== Work request ==
Look below for the line holding "let ollama = OllamaProvider::from_env();" and the line holding "Ollama not available". Repeat those two and everything between, exactly.

== Data shown ==
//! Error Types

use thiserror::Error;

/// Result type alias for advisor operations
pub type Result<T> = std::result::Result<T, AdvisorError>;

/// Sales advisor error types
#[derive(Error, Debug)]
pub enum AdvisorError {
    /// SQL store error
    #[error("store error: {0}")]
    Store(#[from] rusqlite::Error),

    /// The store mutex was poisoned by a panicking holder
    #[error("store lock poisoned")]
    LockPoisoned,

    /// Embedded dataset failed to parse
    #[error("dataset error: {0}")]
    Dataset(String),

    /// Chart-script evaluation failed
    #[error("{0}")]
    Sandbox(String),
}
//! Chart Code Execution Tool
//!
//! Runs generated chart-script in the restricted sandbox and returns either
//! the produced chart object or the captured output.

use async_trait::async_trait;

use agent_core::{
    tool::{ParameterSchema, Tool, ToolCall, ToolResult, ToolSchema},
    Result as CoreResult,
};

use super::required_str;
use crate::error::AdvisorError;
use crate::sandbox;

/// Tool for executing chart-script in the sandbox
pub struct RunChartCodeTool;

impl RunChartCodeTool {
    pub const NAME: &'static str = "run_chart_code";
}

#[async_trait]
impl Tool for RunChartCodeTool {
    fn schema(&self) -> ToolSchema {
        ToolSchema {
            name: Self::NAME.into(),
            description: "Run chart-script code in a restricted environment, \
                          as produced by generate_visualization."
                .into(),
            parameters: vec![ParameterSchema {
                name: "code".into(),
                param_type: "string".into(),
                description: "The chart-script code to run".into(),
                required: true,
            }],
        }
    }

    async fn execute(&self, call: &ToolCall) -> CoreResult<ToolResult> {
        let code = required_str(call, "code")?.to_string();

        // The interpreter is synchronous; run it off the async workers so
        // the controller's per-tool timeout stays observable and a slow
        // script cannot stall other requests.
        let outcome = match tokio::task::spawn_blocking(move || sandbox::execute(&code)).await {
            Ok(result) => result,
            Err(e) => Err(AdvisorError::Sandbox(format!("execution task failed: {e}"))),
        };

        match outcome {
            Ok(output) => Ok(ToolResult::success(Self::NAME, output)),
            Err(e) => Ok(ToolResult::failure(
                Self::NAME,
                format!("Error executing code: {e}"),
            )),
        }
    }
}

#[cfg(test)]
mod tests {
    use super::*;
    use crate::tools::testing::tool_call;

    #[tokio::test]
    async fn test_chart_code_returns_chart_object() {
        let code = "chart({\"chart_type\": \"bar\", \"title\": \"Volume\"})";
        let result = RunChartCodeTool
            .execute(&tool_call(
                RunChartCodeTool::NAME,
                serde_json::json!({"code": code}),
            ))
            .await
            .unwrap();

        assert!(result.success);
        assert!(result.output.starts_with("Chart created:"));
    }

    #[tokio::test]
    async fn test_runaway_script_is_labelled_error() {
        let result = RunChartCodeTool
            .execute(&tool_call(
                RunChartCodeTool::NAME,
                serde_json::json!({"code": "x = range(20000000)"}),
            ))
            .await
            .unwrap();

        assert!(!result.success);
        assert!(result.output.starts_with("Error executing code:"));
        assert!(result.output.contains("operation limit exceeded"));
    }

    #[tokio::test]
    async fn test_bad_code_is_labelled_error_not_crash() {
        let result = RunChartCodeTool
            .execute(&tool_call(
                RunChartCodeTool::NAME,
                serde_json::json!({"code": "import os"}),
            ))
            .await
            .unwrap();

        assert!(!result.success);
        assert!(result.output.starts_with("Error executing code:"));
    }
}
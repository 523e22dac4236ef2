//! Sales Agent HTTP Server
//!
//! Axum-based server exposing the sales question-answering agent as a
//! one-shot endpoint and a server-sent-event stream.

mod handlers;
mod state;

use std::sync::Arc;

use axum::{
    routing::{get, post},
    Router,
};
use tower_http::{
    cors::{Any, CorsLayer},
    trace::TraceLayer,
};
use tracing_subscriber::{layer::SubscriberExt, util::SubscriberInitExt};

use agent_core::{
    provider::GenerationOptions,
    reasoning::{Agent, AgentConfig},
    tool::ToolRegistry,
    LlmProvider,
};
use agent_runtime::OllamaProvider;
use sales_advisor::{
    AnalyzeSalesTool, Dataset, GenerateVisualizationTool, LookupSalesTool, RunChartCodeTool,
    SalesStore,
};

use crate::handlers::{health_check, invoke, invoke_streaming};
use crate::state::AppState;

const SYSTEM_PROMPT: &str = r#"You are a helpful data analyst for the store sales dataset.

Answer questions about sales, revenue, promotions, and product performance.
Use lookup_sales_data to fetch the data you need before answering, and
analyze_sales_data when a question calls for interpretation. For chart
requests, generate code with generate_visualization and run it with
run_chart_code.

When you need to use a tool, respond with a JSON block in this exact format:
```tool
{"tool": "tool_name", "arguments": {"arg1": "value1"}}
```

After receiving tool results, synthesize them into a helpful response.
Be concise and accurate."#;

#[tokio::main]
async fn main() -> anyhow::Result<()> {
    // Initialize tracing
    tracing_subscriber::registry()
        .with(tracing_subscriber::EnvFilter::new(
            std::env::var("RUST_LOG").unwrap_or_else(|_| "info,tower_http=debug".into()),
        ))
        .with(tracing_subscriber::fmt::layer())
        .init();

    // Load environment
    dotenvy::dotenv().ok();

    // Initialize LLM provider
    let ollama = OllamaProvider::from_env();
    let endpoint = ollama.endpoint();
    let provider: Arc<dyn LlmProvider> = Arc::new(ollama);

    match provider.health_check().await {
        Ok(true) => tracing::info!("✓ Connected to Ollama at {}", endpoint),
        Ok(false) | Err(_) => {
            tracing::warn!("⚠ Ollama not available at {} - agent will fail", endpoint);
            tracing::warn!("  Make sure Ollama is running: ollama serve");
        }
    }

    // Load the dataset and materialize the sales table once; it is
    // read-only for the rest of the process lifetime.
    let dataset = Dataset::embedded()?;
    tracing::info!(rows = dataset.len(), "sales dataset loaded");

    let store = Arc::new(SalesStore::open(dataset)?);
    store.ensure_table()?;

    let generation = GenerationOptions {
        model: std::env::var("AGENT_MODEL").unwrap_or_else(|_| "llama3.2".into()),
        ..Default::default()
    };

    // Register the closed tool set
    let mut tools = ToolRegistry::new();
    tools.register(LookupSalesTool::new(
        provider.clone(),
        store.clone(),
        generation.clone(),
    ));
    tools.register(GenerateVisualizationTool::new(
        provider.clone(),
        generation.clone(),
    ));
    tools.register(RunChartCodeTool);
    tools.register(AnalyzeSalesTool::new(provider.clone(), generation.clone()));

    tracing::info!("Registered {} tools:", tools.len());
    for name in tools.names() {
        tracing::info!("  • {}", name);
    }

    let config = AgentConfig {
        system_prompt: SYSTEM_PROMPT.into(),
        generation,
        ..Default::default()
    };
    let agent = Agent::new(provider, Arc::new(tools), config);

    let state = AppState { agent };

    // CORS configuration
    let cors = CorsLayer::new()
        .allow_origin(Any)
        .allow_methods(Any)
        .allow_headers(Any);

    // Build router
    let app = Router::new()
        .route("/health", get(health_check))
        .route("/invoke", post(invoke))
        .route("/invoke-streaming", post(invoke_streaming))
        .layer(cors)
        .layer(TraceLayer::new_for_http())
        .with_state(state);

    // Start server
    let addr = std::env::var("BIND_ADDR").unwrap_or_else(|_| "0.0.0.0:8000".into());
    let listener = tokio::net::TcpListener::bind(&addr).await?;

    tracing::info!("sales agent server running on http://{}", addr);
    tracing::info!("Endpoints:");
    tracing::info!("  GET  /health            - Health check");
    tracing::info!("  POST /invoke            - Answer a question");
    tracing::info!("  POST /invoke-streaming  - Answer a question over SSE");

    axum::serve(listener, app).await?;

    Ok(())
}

== Written response ==
    let ollama = OllamaProvider::from_env();
    let endpoint = ollama.endpoint();
    let provider: Arc<dyn LlmProvider> = Arc::new(ollama);

    match provider.health_check().await {
        Ok(true) => tracing::info!("✓ Connected to Ollama at {}", endpoint),
        Ok(false) | Err(_) => {
            tracing::warn!("⚠ Ollama not available at {} - agent will fail", endpoint);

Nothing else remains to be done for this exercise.